TASK INPUT »
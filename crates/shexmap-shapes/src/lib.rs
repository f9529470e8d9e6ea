// SPDX-License-Identifier: Apache-2.0
// © James Ross Ω FLYING•ROBOTS <https://github.com/flyingrobots>
//! shexmap-shapes: a reference shape algebra for the lens.
//!
//! Provides a concrete [`Schema`] implementing
//! [`shexmap_core::ShapeSchema`], serde documents to author schemas in JSON
//! or YAML, and a greedy [`Validator`] that drives a
//! [`shexmap_core::ValidationVisitor`]. [`map`] chains the two halves:
//! validate a source graph, then rebuild its bindings under a destination
//! schema.
#![forbid(unsafe_code)]
#![deny(missing_docs, rust_2018_idioms, unused_must_use)]

mod doc;
mod model;
mod validate;

use shexmap_core::{Graph, Lens, LensError, NamedNode, TargetMap, Term};
use thiserror::Error;
use tracing::info_span;

/// Serde schema documents.
pub use doc::{ExprDoc, SchemaDoc, SemActDoc, ShapeDeclDoc, ValueDoc};
/// Shape algebra.
pub use model::{
    Node, NodeConstraint, NodeKind, Schema, SchemaError, SemAct, Shape, ShapeDecl, TermKind,
    TripleConstraint,
};
/// Reference matcher.
pub use validate::{ValidationError, Validator};

/// Failure of a full source → destination mapping.
#[derive(Debug, Error)]
pub enum MapError {
    /// The source graph did not validate.
    #[error(transparent)]
    Validation(#[from] ValidationError),
    /// Replay into the destination failed.
    #[error(transparent)]
    Lens(#[from] LensError),
}

/// Validates `focus` in `graph` against `source_label` of `source`, then
/// rebuilds the collected bindings under `target` in `destination`.
pub fn map(
    source: &Schema,
    graph: &Graph,
    focus: &Term,
    source_label: &NamedNode,
    destination: &Schema,
    target: &TargetMap,
) -> Result<Graph, MapError> {
    map_with(
        &Lens::default(),
        source,
        graph,
        focus,
        source_label,
        destination,
        target,
    )
}

/// [`map`] with an explicitly configured lens.
pub fn map_with(
    lens: &Lens,
    source: &Schema,
    graph: &Graph,
    focus: &Term,
    source_label: &NamedNode,
    destination: &Schema,
    target: &TargetMap,
) -> Result<Graph, MapError> {
    let span = info_span!("map", source = %source_label, target = %target.shape());
    let _guard = span.enter();
    let mut collector = Validator::new(source).collect(
        graph,
        focus,
        source_label,
        lens.config().extension.clone(),
    )?;
    Ok(lens.generate_from(&mut collector, destination, target)?)
}
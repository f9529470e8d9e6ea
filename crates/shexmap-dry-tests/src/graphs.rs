// SPDX-License-Identifier: Apache-2.0
// © James Ross Ω FLYING•ROBOTS <https://github.com/flyingrobots>
//! Term and graph builders.
//!
//! These panic on malformed input; they only ever see literals written in
//! test code.
#![allow(clippy::expect_used)]

use shexmap_core::{term_subject, BlankNode, Graph, Literal, NamedNode, Term, Triple};

/// Absolute IRI.
pub fn iri(value: &str) -> NamedNode {
    NamedNode::new(value).expect("fixture IRI must be absolute")
}

/// Named node term.
pub fn named(value: &str) -> Term {
    Term::from(iri(value))
}

/// Blank node term with a fixed label.
pub fn blank(label: &str) -> Term {
    Term::from(BlankNode::new(label).expect("fixture blank label must be valid"))
}

/// Simple literal term.
pub fn lit(lexical: &str) -> Term {
    Term::from(Literal::new_simple_literal(lexical))
}

/// Triple with an IRI predicate; `subject` must not be a literal.
pub fn triple(subject: impl Into<Term>, predicate: &str, object: impl Into<Term>) -> Triple {
    let subject = term_subject(&subject.into()).expect("fixture subject must not be a literal");
    Triple::new(subject, iri(predicate), object)
}

/// Graph holding `triples`.
pub fn graph(triples: impl IntoIterator<Item = Triple>) -> Graph {
    triples.into_iter().collect()
}
// SPDX-License-Identifier: Apache-2.0
// © James Ross Ω FLYING•ROBOTS <https://github.com/flyingrobots>
//! Lens error type.
use oxrdf::{NamedNode, Term};
use thiserror::Error;

use crate::iri::IriError;

/// Errors surfaced by path building and replay.
#[derive(Debug, Error, Clone, PartialEq, Eq)]
pub enum LensError {
    /// A collected tag has no tagged position in the destination schema.
    #[error("tag {tag} has no tagged position in the destination shape")]
    MissingTag {
        /// Canonical tag that failed to match.
        tag: NamedNode,
    },
    /// A tag token could not be resolved to an IRI.
    #[error("cannot resolve tag token `{token}`: {source}")]
    UnresolvedTag {
        /// Token as written.
        token: String,
        /// Resolution failure.
        #[source]
        source: IriError,
    },
    /// The destination shape label is not declared in the schema.
    #[error("destination shape {0} not found")]
    UnknownShape(NamedNode),
    /// A path was replayed without segments or without a root at position zero.
    #[error("malformed path for tag {tag}: {reason}")]
    MalformedPath {
        /// Tag owning the path.
        tag: NamedNode,
        /// Which invariant failed.
        reason: &'static str,
    },
    /// An inverse edge would put a literal in subject position.
    #[error("{value} cannot be the subject of inverse edge {predicate}")]
    LiteralSubject {
        /// Edge label.
        predicate: NamedNode,
        /// Value that reached the inverse position.
        value: Term,
    },
    /// Bindings were collected for another extension than the lens follows.
    #[error("bindings collected for {collected}, lens follows {configured}")]
    ExtensionMismatch {
        /// Extension the collector recorded.
        collected: NamedNode,
        /// Extension the lens is configured with.
        configured: NamedNode,
    },
    /// The target map must bind exactly one root to one shape.
    #[error("target map must hold exactly one entry, found {0}")]
    InvalidTargetMap(usize),
}

impl LensError {
    /// True for the lookup class: the two schemas do not line up for a tag
    /// or shape, as opposed to an internal invariant failure.
    pub fn is_lookup(&self) -> bool {
        matches!(
            self,
            Self::MissingTag { .. } | Self::UnresolvedTag { .. } | Self::UnknownShape(_)
        )
    }
}
// SPDX-License-Identifier: Apache-2.0
// © James Ross Ω FLYING•ROBOTS <https://github.com/flyingrobots>
//! Filesystem-backed `ConfigStore` for shexmap lenses.
//!
//! Each key is one JSON file under a base directory, by default the platform
//! config directory (e.g. `~/.config/shexmap` on Linux).

use directories::ProjectDirs;
use shexmap_core::{ConfigError, ConfigStore, Lens};
use std::fs;
use std::path::{Path, PathBuf};
use tracing::debug;

/// Stores configs as `<key>.json` files under one directory.
#[derive(Debug, Clone)]
pub struct FsConfigStore {
    base: PathBuf,
}

impl FsConfigStore {
    /// Store rooted at the user config directory.
    pub fn new() -> Result<Self, ConfigError> {
        let proj = ProjectDirs::from("dev", "flyingrobots", "shexmap")
            .ok_or_else(|| ConfigError::Unavailable("could not resolve config dir".into()))?;
        Self::at(proj.config_dir())
    }

    /// Store rooted at `base`, created if missing.
    pub fn at(base: impl AsRef<Path>) -> Result<Self, ConfigError> {
        let base = base.as_ref().to_path_buf();
        fs::create_dir_all(&base)?;
        Ok(Self { base })
    }

    /// Directory the store writes to.
    pub fn base(&self) -> &Path {
        &self.base
    }

    fn path_for(&self, key: &str) -> Result<PathBuf, ConfigError> {
        if key.is_empty() || key.contains(['/', '\\']) || key.starts_with('.') {
            return Err(ConfigError::InvalidKey(key.to_owned()));
        }
        Ok(self.base.join(format!("{key}.json")))
    }
}

/// Lens configured from the user config directory.
pub fn user_lens() -> Result<Lens, ConfigError> {
    Lens::from_store(&FsConfigStore::new()?)
}

impl ConfigStore for FsConfigStore {
    fn load_raw(&self, key: &str) -> Result<Option<Vec<u8>>, ConfigError> {
        let path = self.path_for(key)?;
        match fs::read(&path) {
            Ok(bytes) => {
                debug!(path = %path.display(), bytes = bytes.len(), "config read");
                Ok(Some(bytes))
            }
            Err(err) if err.kind() == std::io::ErrorKind::NotFound => Ok(None),
            Err(err) => Err(ConfigError::Io(err)),
        }
    }

    fn save_raw(&self, key: &str, data: &[u8]) -> Result<(), ConfigError> {
        let path = self.path_for(key)?;
        if let Some(parent) = path.parent() {
            fs::create_dir_all(parent)?;
        }
        fs::write(path, data)?;
        Ok(())
    }
}
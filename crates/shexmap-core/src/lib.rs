// SPDX-License-Identifier: Apache-2.0
// © James Ross Ω FLYING•ROBOTS <https://github.com/flyingrobots>
//! shexmap-core: schema-directed graph lens.
//!
//! Two shape schemas that tag corresponding positions with the same symbolic
//! names form a lens. Validating a source graph against the first schema
//! yields flat `(tag, value)` bindings; this crate replays those bindings along
//! the structural paths the second schema declares for the same tags, and
//! returns a graph rooted at a caller-chosen identity.
//!
//! The pipeline per call is:
//! 1. a host matcher drives a [`BindingCollector`] while validating the source;
//! 2. [`walk`] finds every tagged position of the destination shape and records
//!    its ancestor [`Path`];
//! 3. each binding is folded outward along its path, synthesizing blank nodes
//!    per [`NodeGenerator`] grouping rules;
//! 4. the [`RootSegment`] renames the outermost synthesized node to the target.
//!
//! Schema parsing and validation are not part of this crate; they plug in
//! through [`ShapeSchema`] and [`ValidationVisitor`]. Terms and triples are
//! `oxrdf`'s, re-exported here.
#![forbid(unsafe_code)]
#![deny(missing_docs, rust_2018_idioms, unused_must_use)]

mod collector;
mod config;
mod error;
mod generator;
mod graph;
mod iri;
mod lens;
mod schema;
mod segment;
mod term;
mod walker;

/// Binding capture and the matcher callback seam.
pub use collector::{Binding, BindingCollector, ShapeEvent, ValidationVisitor, VisitEvent};
/// Lens configuration and config storage port.
pub use config::{
    map_extension, ConfigError, ConfigStore, LensConfig, LENS_CONFIG_KEY, MAP_EXTENSION,
};
/// Lens error type.
pub use error::LensError;
/// Synthetic node allocation.
pub use generator::{BlankAllocator, NodeGenerator};
/// Output graph.
pub use graph::{Graph, GraphHash};
/// Prefix tables.
pub use iri::{named_node, IriError, PrefixMap};
/// Lens driver.
pub use lens::{generate_from, Lens, TargetMap};
/// Schema introspection seam.
pub use schema::{EdgeSpec, NodeHandle, Repeat, ShapeSchema};
/// Executable path steps.
pub use segment::{Path, PathSegment, RootSegment, SegmentArena, SegmentId, Step};
/// Subject/object position conversions.
pub use term::{subject_term, term_subject};
/// RDF terms, as used throughout the lens.
pub use oxrdf::{BlankNode, Literal, NamedNode, NamedOrBlankNode, Term, Triple};
/// Schema walk.
pub use walker::{walk, PathTable};
// SPDX-License-Identifier: Apache-2.0
// © James Ross Ω FLYING•ROBOTS <https://github.com/flyingrobots>
//! Schema fixtures, authored as YAML documents.
#![allow(clippy::expect_used)]

use shexmap_shapes::Schema;

/// Namespace shared by every fixture.
pub const EX: &str = "http://example/";

/// Label of the source shape in [`left_schema`].
pub const LEFT_SHAPE: &str = "http://a.example/S1";

/// Label of the source shape in [`untyped_left_schema`].
pub const UNTYPED_LEFT_SHAPE: &str = "http://a.example/S2";

/// Label of the destination shape in [`right_schema`].
pub const RIGHT_SHAPE: &str = "http://b.example/S1";

const PREAMBLE: &str = r#"
prefixes:
  ex: "http://example/"
  xsd: "http://www.w3.org/2001/XMLSchema#"
  map: "http://shex.io/extensions/Map/"
"#;

fn load(body: &str) -> Schema {
    Schema::from_yaml(&format!("{PREAMBLE}{body}")).expect("fixture schema must load")
}

/// `<S1> { ex:x xsd:string %map:{ ex:a %} }`
pub fn left_schema() -> Schema {
    load(
        r#"
shapes:
  - id: "<http://a.example/S1>"
    shape:
      type: Shape
      expression:
        type: TripleConstraint
        predicate: ex:x
        valueExpr: { type: NodeConstraint, datatype: "xsd:string" }
        semActs: [{ name: "map:", code: "ex:a" }]
"#,
    )
}

/// `<S2> { ex:x . %map:{ ex:a %} }`: [`left_schema`] without the datatype
/// test, so IRIs and blank nodes can be bound too.
pub fn untyped_left_schema() -> Schema {
    load(
        r#"
shapes:
  - id: "<http://a.example/S2>"
    shape:
      type: Shape
      expression:
        type: TripleConstraint
        predicate: ex:x
        semActs: [{ name: "map:", code: "ex:a" }]
"#,
    )
}

/// `<S1> { ex:z . + %map:{ ex:a %} }`
pub fn right_schema() -> Schema {
    load(
        r#"
shapes:
  - id: "<http://b.example/S1>"
    shape:
      type: Shape
      expression:
        type: TripleConstraint
        predicate: ex:z
        max: -1
        semActs: [{ name: "map:", code: "ex:a" }]
"#,
    )
}

/// Destination tagging only `ex:b`, so a binding for `ex:a` has nowhere to go.
pub fn missing_tag_schema() -> Schema {
    load(
        r#"
shapes:
  - id: "ex:Other"
    shape:
      type: Shape
      expression:
        type: TripleConstraint
        predicate: ex:z
        semActs: [{ name: "map:", code: "ex:b" }]
"#,
    )
}

/// Flat person (`ex:Flat`) and the same data nested under an address node
/// (`ex:Nested`), with `ex:item` values grouped in pairs under `ex:bucket`.
pub fn address_schema() -> Schema {
    load(
        r#"
shapes:
  - id: "ex:Flat"
    shape:
      type: Shape
      expression:
        type: EachOf
        expressions:
          - type: TripleConstraint
            predicate: ex:name
            semActs: [{ name: "map:", code: "ex:name" }]
          - type: TripleConstraint
            predicate: ex:street
            semActs: [{ name: "map:", code: "ex:street" }]
  - id: "ex:Nested"
    shape:
      type: Shape
      expression:
        type: EachOf
        expressions:
          - type: TripleConstraint
            predicate: ex:fullName
            semActs: [{ name: "map:", code: "ex:name" }]
          - type: TripleConstraint
            predicate: ex:address
            valueExpr:
              type: Shape
              expression:
                type: TripleConstraint
                predicate: ex:line
                semActs: [{ name: "map:", code: "ex:street" }]
  - id: "ex:Items"
    shape:
      type: Shape
      expression:
        type: TripleConstraint
        predicate: ex:item
        min: 0
        max: -1
        semActs: [{ name: "map:", code: "ex:item" }]
  - id: "ex:Buckets"
    shape:
      type: Shape
      expression:
        type: TripleConstraint
        predicate: ex:bucket
        min: 0
        max: -1
        valueExpr:
          type: Shape
          expression:
            type: TripleConstraint
            predicate: ex:item
            min: 0
            max: 2
            semActs: [{ name: "map:", code: "ex:item" }]
"#,
    )
}

/// `ex:Outer { ex:a { ex:b @ex:Inner * } }` where `ex:Inner` carries two
/// tags, so both tags pass through the same `ex:b` position.
pub fn shared_shape_schema() -> Schema {
    load(
        r#"
shapes:
  - id: "ex:Outer"
    shape:
      type: Shape
      expression:
        type: TripleConstraint
        predicate: ex:a
        valueExpr:
          type: Shape
          expression:
            type: TripleConstraint
            predicate: ex:b
            max: -1
            valueExpr: { type: ShapeRef, reference: "ex:Inner" }
  - id: "ex:Inner"
    shape:
      type: Shape
      expression:
        type: EachOf
        expressions:
          - type: TripleConstraint
            predicate: ex:x
            semActs: [{ name: "map:", code: "ex:x" }]
          - type: TripleConstraint
            predicate: ex:y
            semActs: [{ name: "map:", code: "ex:y" }]
"#,
    )
}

TASK STATEMENT » Each line from the top of the material above, through the one that contains "schemas in JSON", should be restated word for word.

WRITTEN RESPONSE »
filename crates/shexmap-shapes/src/lib.rs
repository f9529470e8d9e6ea
// SPDX-License-Identifier: Apache-2.0
// © James Ross Ω FLYING•ROBOTS <https://github.com/flyingrobots>
//! shexmap-shapes: a reference shape algebra for the lens.
//!
//! Provides a concrete [`Schema`] implementing
//! [`shexmap_core::ShapeSchema`], serde documents to author schemas in JSON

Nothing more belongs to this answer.